Problem to solve:
What lines in the data hold the string "matches"? Show them.
*** Opening Entries shown ***
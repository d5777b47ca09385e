#![forbid(unsafe_code)]

//! Canonical input/event types.
//!
//! Every interaction the combobox reacts to arrives as an [`Event`]: key
//! presses on the text field or popup, pointer clicks on the field, the
//! popup-toggle, a popup row or the page background, pasted text, and
//! focus changes of the hosting window.
//!
//! # Design Notes
//!
//! - Mouse coordinates are 0-indexed cells.
//! - A "click" is a left-button `Down`; `Up` and `Moved` never change state.
//! - `KeyEventKind` defaults to `Press` when the backend cannot tell.
//! - Space is `KeyCode::Char(' ')`; there is no separate space key code.

use bitflags::bitflags;
#[cfg(not(target_arch = "wasm32"))]
use crossterm::event as cte;

/// Canonical input event.
#[derive(Debug, Clone, PartialEq, Eq)]
pub enum Event {
    /// A keyboard event.
    Key(KeyEvent),

    /// A mouse event.
    Mouse(MouseEvent),

    /// Pasted text (bracketed paste or a host "insert text" action).
    Paste(PasteEvent),

    /// Window focus gained or lost.
    ///
    /// `true` = focus gained, `false` = focus lost.
    Focus(bool),

    /// Host surface was resized.
    Resize {
        /// New width in columns.
        width: u16,
        /// New height in rows.
        height: u16,
    },
}

impl Event {
    /// Convert a Crossterm event into an [`Event`].
    ///
    /// Returns `None` for keys the widget has no use for (media keys,
    /// function keys, modifier-only presses).
    #[must_use]
    #[cfg(not(target_arch = "wasm32"))]
    pub fn from_crossterm(event: cte::Event) -> Option<Self> {
        let mapped = map_crossterm_event_internal(event);
        if mapped.is_none() {
            crate::trace!("dropped unmappable crossterm event");
        }
        mapped
    }

    /// Shorthand for a plain key press.
    #[must_use]
    pub const fn key(code: KeyCode) -> Self {
        Self::Key(KeyEvent::new(code))
    }

    /// Shorthand for a left click at `(x, y)`.
    #[must_use]
    pub const fn click(x: u16, y: u16) -> Self {
        Self::Mouse(MouseEvent::new(MouseEventKind::Down(MouseButton::Left), x, y))
    }

    /// True for a left-button press.
    #[must_use]
    pub fn is_click(&self) -> bool {
        matches!(
            self,
            Self::Mouse(MouseEvent {
                kind: MouseEventKind::Down(MouseButton::Left),
                ..
            })
        )
    }
}

/// A keyboard event.
#[derive(Debug, Clone, Copy, PartialEq, Eq)]
pub struct KeyEvent {
    /// The key code that was pressed.
    pub code: KeyCode,

    /// Modifier keys held during the event.
    pub modifiers: Modifiers,

    /// The type of key event (press, repeat, or release).
    pub kind: KeyEventKind,
}

impl KeyEvent {
    /// Create a new key event with default modifiers and Press kind.
    #[must_use]
    pub const fn new(code: KeyCode) -> Self {
        Self {
            code,
            modifiers: Modifiers::NONE,
            kind: KeyEventKind::Press,
        }
    }

    /// Create a key event with modifiers.
    #[must_use]
    pub const fn with_modifiers(mut self, modifiers: Modifiers) -> Self {
        self.modifiers = modifiers;
        self
    }

    /// Create a key event with a specific kind.
    #[must_use]
    pub const fn with_kind(mut self, kind: KeyEventKind) -> Self {
        self.kind = kind;
        self
    }

    /// Check if this is a specific character key.
    #[must_use]
    pub fn is_char(&self, c: char) -> bool {
        matches!(self.code, KeyCode::Char(ch) if ch == c)
    }

    /// Check if Ctrl modifier is held.
    #[must_use]
    pub const fn ctrl(&self) -> bool {
        self.modifiers.contains(Modifiers::CTRL)
    }

    /// Check if Alt modifier is held.
    #[must_use]
    pub const fn alt(&self) -> bool {
        self.modifiers.contains(Modifiers::ALT)
    }

    /// Check if Shift modifier is held.
    #[must_use]
    pub const fn shift(&self) -> bool {
        self.modifiers.contains(Modifiers::SHIFT)
    }

    /// Press or auto-repeat; release events never drive transitions.
    #[must_use]
    pub const fn is_press(&self) -> bool {
        matches!(self.kind, KeyEventKind::Press | KeyEventKind::Repeat)
    }
}

/// Key codes for keyboard events.
#[derive(Debug, Clone, Copy, PartialEq, Eq, Hash)]
pub enum KeyCode {
    /// A regular character key (including space).
    Char(char),

    /// Enter/Return key.
    Enter,

    /// Escape key.
    Escape,

    /// Backspace key.
    Backspace,

    /// Tab key.
    Tab,

    /// Shift+Tab (back-tab).
    BackTab,

    /// Delete key.
    Delete,

    /// Home key.
    Home,

    /// End key.
    End,

    /// Page Up key.
    PageUp,

    /// Page Down key.
    PageDown,

    /// Up arrow key.
    Up,

    /// Down arrow key.
    Down,

    /// Left arrow key.
    Left,

    /// Right arrow key.
    Right,
}

/// The type of key event.
#[derive(Debug, Clone, Copy, PartialEq, Eq, Hash, Default)]
pub enum KeyEventKind {
    /// Key was pressed (default when not distinguishable).
    #[default]
    Press,

    /// Key is being held (repeat event).
    Repeat,

    /// Key was released.
    Release,
}

bitflags! {
    /// Modifier keys that can be held during a key event.
    #[derive(Debug, Clone, Copy, PartialEq, Eq, Hash)]
    pub struct Modifiers: u8 {
        /// No modifiers.
        const NONE  = 0b0000;
        /// Shift key.
        const SHIFT = 0b0001;
        /// Alt/Option key.
        const ALT   = 0b0010;
        /// Control key.
        const CTRL  = 0b0100;
        /// Super/Meta/Command key.
        const SUPER = 0b1000;
    }
}

impl Default for Modifiers {
    fn default() -> Self {
        Self::NONE
    }
}

/// A mouse event.
#[derive(Debug, Clone, Copy, PartialEq, Eq)]
pub struct MouseEvent {
    /// The type of mouse event.
    pub kind: MouseEventKind,

    /// X coordinate (0-indexed, leftmost column is 0).
    pub x: u16,

    /// Y coordinate (0-indexed, topmost row is 0).
    pub y: u16,

    /// Modifier keys held during the event.
    pub modifiers: Modifiers,
}

impl MouseEvent {
    /// Create a new mouse event.
    #[must_use]
    pub const fn new(kind: MouseEventKind, x: u16, y: u16) -> Self {
        Self {
            kind,
            x,
            y,
            modifiers: Modifiers::NONE,
        }
    }

    /// Create a mouse event with modifiers.
    #[must_use]
    pub const fn with_modifiers(mut self, modifiers: Modifiers) -> Self {
        self.modifiers = modifiers;
        self
    }

    /// Get the position as a tuple.
    #[must_use]
    pub const fn position(&self) -> (u16, u16) {
        (self.x, self.y)
    }
}

/// The type of mouse event.
#[derive(Debug, Clone, Copy, PartialEq, Eq, Hash)]
pub enum MouseEventKind {
    /// Mouse button pressed down.
    Down(MouseButton),

    /// Mouse button released.
    Up(MouseButton),

    /// Mouse moved, with or without a button held.
    Moved,

    /// Mouse wheel scrolled up.
    ScrollUp,

    /// Mouse wheel scrolled down.
    ScrollDown,
}

/// Mouse button identifiers.
#[derive(Debug, Clone, Copy, PartialEq, Eq, Hash)]
pub enum MouseButton {
    /// Left mouse button.
    Left,

    /// Right mouse button.
    Right,

    /// Middle mouse button (scroll wheel click).
    Middle,
}

/// Pasted text.
#[derive(Debug, Clone, PartialEq, Eq)]
pub struct PasteEvent {
    /// The pasted text content.
    pub text: String,
}

impl PasteEvent {
    /// Create a new paste event.
    #[must_use]
    pub fn new(text: impl Into<String>) -> Self {
        Self { text: text.into() }
    }
}

#[cfg(not(target_arch = "wasm32"))]
fn map_crossterm_event_internal(event: cte::Event) -> Option<Event> {
    match event {
        cte::Event::Key(key) => map_key_event(key).map(Event::Key),
        cte::Event::Mouse(mouse) => map_mouse_event(mouse).map(Event::Mouse),
        cte::Event::Resize(width, height) => Some(Event::Resize { width, height }),
        cte::Event::Paste(text) => Some(Event::Paste(PasteEvent::new(text))),
        cte::Event::FocusGained => Some(Event::Focus(true)),
        cte::Event::FocusLost => Some(Event::Focus(false)),
    }
}

#[cfg(not(target_arch = "wasm32"))]
fn map_key_event(event: cte::KeyEvent) -> Option<KeyEvent> {
    let code = map_key_code(event.code)?;
    let modifiers = map_modifiers(event.modifiers);
    let kind = map_key_kind(event.kind);
    Some(KeyEvent {
        code,
        modifiers,
        kind,
    })
}

#[cfg(not(target_arch = "wasm32"))]
fn map_key_kind(kind: cte::KeyEventKind) -> KeyEventKind {
    match kind {
        cte::KeyEventKind::Press => KeyEventKind::Press,
        cte::KeyEventKind::Repeat => KeyEventKind::Repeat,
        cte::KeyEventKind::Release => KeyEventKind::Release,
    }
}

#[cfg(not(target_arch = "wasm32"))]
fn map_key_code(code: cte::KeyCode) -> Option<KeyCode> {
    match code {
        cte::KeyCode::Backspace => Some(KeyCode::Backspace),
        cte::KeyCode::Enter => Some(KeyCode::Enter),
        cte::KeyCode::Left => Some(KeyCode::Left),
        cte::KeyCode::Right => Some(KeyCode::Right),
        cte::KeyCode::Up => Some(KeyCode::Up),
        cte::KeyCode::Down => Some(KeyCode::Down),
        cte::KeyCode::Home => Some(KeyCode::Home),
        cte::KeyCode::End => Some(KeyCode::End),
        cte::KeyCode::PageUp => Some(KeyCode::PageUp),
        cte::KeyCode::PageDown => Some(KeyCode::PageDown),
        cte::KeyCode::Tab => Some(KeyCode::Tab),
        cte::KeyCode::BackTab => Some(KeyCode::BackTab),
        cte::KeyCode::Delete => Some(KeyCode::Delete),
        cte::KeyCode::Char(c) => Some(KeyCode::Char(c)),
        cte::KeyCode::Esc => Some(KeyCode::Escape),
        _ => None,
    }
}

#[cfg(not(target_arch = "wasm32"))]
fn map_modifiers(modifiers: cte::KeyModifiers) -> Modifiers {
    let mut mapped = Modifiers::NONE;
    if modifiers.contains(cte::KeyModifiers::SHIFT) {
        mapped |= Modifiers::SHIFT;
    }
    if modifiers.contains(cte::KeyModifiers::ALT) {
        mapped |= Modifiers::ALT;
    }
    if modifiers.contains(cte::KeyModifiers::CONTROL) {
        mapped |= Modifiers::CTRL;
    }
    if modifiers.contains(cte::KeyModifiers::SUPER)
        || modifiers.contains(cte::KeyModifiers::HYPER)
        || modifiers.contains(cte::KeyModifiers::META)
    {
        mapped |= Modifiers::SUPER;
    }
    mapped
}

#[cfg(not(target_arch = "wasm32"))]
fn map_mouse_event(event: cte::MouseEvent) -> Option<MouseEvent> {
    let kind = match event.kind {
        cte::MouseEventKind::Down(button) => MouseEventKind::Down(map_mouse_button(button)),
        cte::MouseEventKind::Up(button) => MouseEventKind::Up(map_mouse_button(button)),
        cte::MouseEventKind::Drag(_) | cte::MouseEventKind::Moved => MouseEventKind::Moved,
        cte::MouseEventKind::ScrollUp => MouseEventKind::ScrollUp,
        cte::MouseEventKind::ScrollDown => MouseEventKind::ScrollDown,
        cte::MouseEventKind::ScrollLeft | cte::MouseEventKind::ScrollRight => return None,
    };

    Some(
        MouseEvent::new(kind, event.column, event.row)
            .with_modifiers(map_modifiers(event.modifiers)),
    )
}

#[cfg(not(target_arch = "wasm32"))]
fn map_mouse_button(button: cte::MouseButton) -> MouseButton {
    match button {
        cte::MouseButton::Left => MouseButton::Left,
        cte::MouseButton::Right => MouseButton::Right,
        cte::MouseButton::Middle => MouseButton::Middle,
    }
}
*** Closing Entries shown ***
Exercise output:
        matches!(
        matches!(self.code, KeyCode::Char(ch) if ch == c)
        matches!(self.kind, KeyEventKind::Press | KeyEventKind::Repeat)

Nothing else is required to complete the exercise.